L’année 2024 marqua une accélération. En décembre, Jack Ma fit un retour plus médiatisé lors du 20e anniversaire d’Ant Group, où il insista sur le rôle de l’intelligence artificielle tout en tempérant les attentes : « L’IA va tout changer, mais cela ne signifie pas qu’elle pourra tout décider ». Ce discours, axé sur l’innovation contrôlée, reflétait une adhésion aux directives étatiques en matière de gouvernance technologique. Parallèlement, Alibaba entama une restructuration majeure, scindant ses activités en six unités indépendantes pour se conformer aux exigences antitrust.

Le retour physique de Ma en Chine fin 2024, après plus d’un an passé principalement au Japon, fut un tournant. Des sources indiquent que le Premier ministre Li Qiang aurait personnellement œuvré à ce rapprochement, y voyant un levier pour redonner confiance au secteur privé.
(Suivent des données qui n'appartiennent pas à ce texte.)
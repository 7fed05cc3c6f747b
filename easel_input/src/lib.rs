// Copyright 2026 the Easel Authors
// SPDX-License-Identifier: Apache-2.0 OR MIT

//! Easel Input: turns pointer, wheel and toolbar input into viewport changes.
//!
//! This crate sits between the platform's event stream and [`easel_view`]:
//!
//! - [`tool`]: the toolbar tools and modifier keys.
//! - [`drag`]: incremental and total offsets of a held pointer.
//! - [`gesture`]: an explicit state machine that decides whether input
//!   navigates (pans or zooms) or goes to the active tool.
//! - [`canvas`]: one canvas's viewport, gesture and cached grid, updated as a
//!   unit.
//!
//! Nothing here is global: every canvas owns its own [`canvas::CanvasView`],
//! so several canvases on one page never share pan or zoom.
//!
//! ## Example
//!
//! ```rust
//! use easel_input::canvas::{CanvasView, Outcome};
//! use easel_input::gesture::{InputEvent, ZoomDirection};
//! use easel_input::tool::{Modifiers, Tool};
//! use kurbo::{Point, Rect};
//!
//! let mut canvas = CanvasView::new(Rect::new(0.0, 0.0, 800.0, 600.0));
//!
//! // Toolbar zoom button.
//! assert_eq!(
//!     canvas.handle(InputEvent::ZoomButton(ZoomDirection::In)),
//!     Outcome::ViewChanged,
//! );
//!
//! // A plain drag with the draw tool reaches the tool, in world coordinates.
//! canvas.handle(InputEvent::SelectTool(Tool::Draw));
//! let outcome = canvas.handle(InputEvent::PointerDown {
//!     pos: Point::new(400.0, 300.0),
//!     modifiers: Modifiers::NONE,
//! });
//! assert!(matches!(outcome, Outcome::Tool { world: Some(_), .. }));
//! ```
//!
//! ## Features
//!
//! - `std` (default) / `libm`: select Kurbo's float backend.
//! - `tracing`: emit `tracing` events on gesture transitions and grid rebuilds.
//!
//! This crate is `no_std`.

#![no_std]

#[cfg(feature = "tracing")]
macro_rules! log_trace {
    ($($arg:tt)*) => { tracing::trace!($($arg)*) };
}

#[cfg(not(feature = "tracing"))]
macro_rules! log_trace {
    ($($arg:tt)*) => {};
}

#[cfg(feature = "tracing")]
macro_rules! log_debug {
    ($($arg:tt)*) => { tracing::debug!($($arg)*) };
}

#[cfg(not(feature = "tracing"))]
macro_rules! log_debug {
    ($($arg:tt)*) => {};
}

pub mod canvas;
pub mod drag;
pub mod gesture;
pub mod tool;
Cette réapparition s’accompagna d’une communication mettant en avant ses projets éducatifs, alignés sur la rhétorique de « prospérité commune » promue par Xi Jinping.

2025 : la réhabilitation officielle

Le point d’orgue de ce processus intervint le 17 février 2025, lorsque Jack Ma participa à une réunion au Palais du Peuple aux côtés de Xi Jinping et d’autres dirigeants d’entreprises privées. Cette invitation, symbole d’une réintégration complète dans le giron officiel, coïncidait avec les efforts de Pékin pour relancer une économie fragilisée par la crise immobilière et un chômage des jeunes record. Dans son discours, Xi Jinping qualifia les difficultés du secteur privé de « temporaires et surmontables », un message interprété comme un apaisement après des années de répression réglementaire.

Un signal envoyé au secteur tech

Le retour progressif de Jack Ma s’est accompagné d’un assouplissement des contraintes pesant sur Ant Group. Bien que contrainte d’abandonner ses ambitions de néobanque, la société obtint des licences pour opérer dans des secteurs moins sensibles, comme les services de paiement B2B.

Plus largement, cette réhabilitation envoya un signal au secteur tech chinois. Des entreprises comme Tencent ou Meituan, également sous le feu des régulateurs, observèrent un assouplissement des pressions, matérialisé par des approbations accélérées de nouveaux produits Toutefois, la marge de manœuvre retrouvée reste encadrée, reflétant surtout un « retour à la normale », où innovation et soumission au politique coexistent.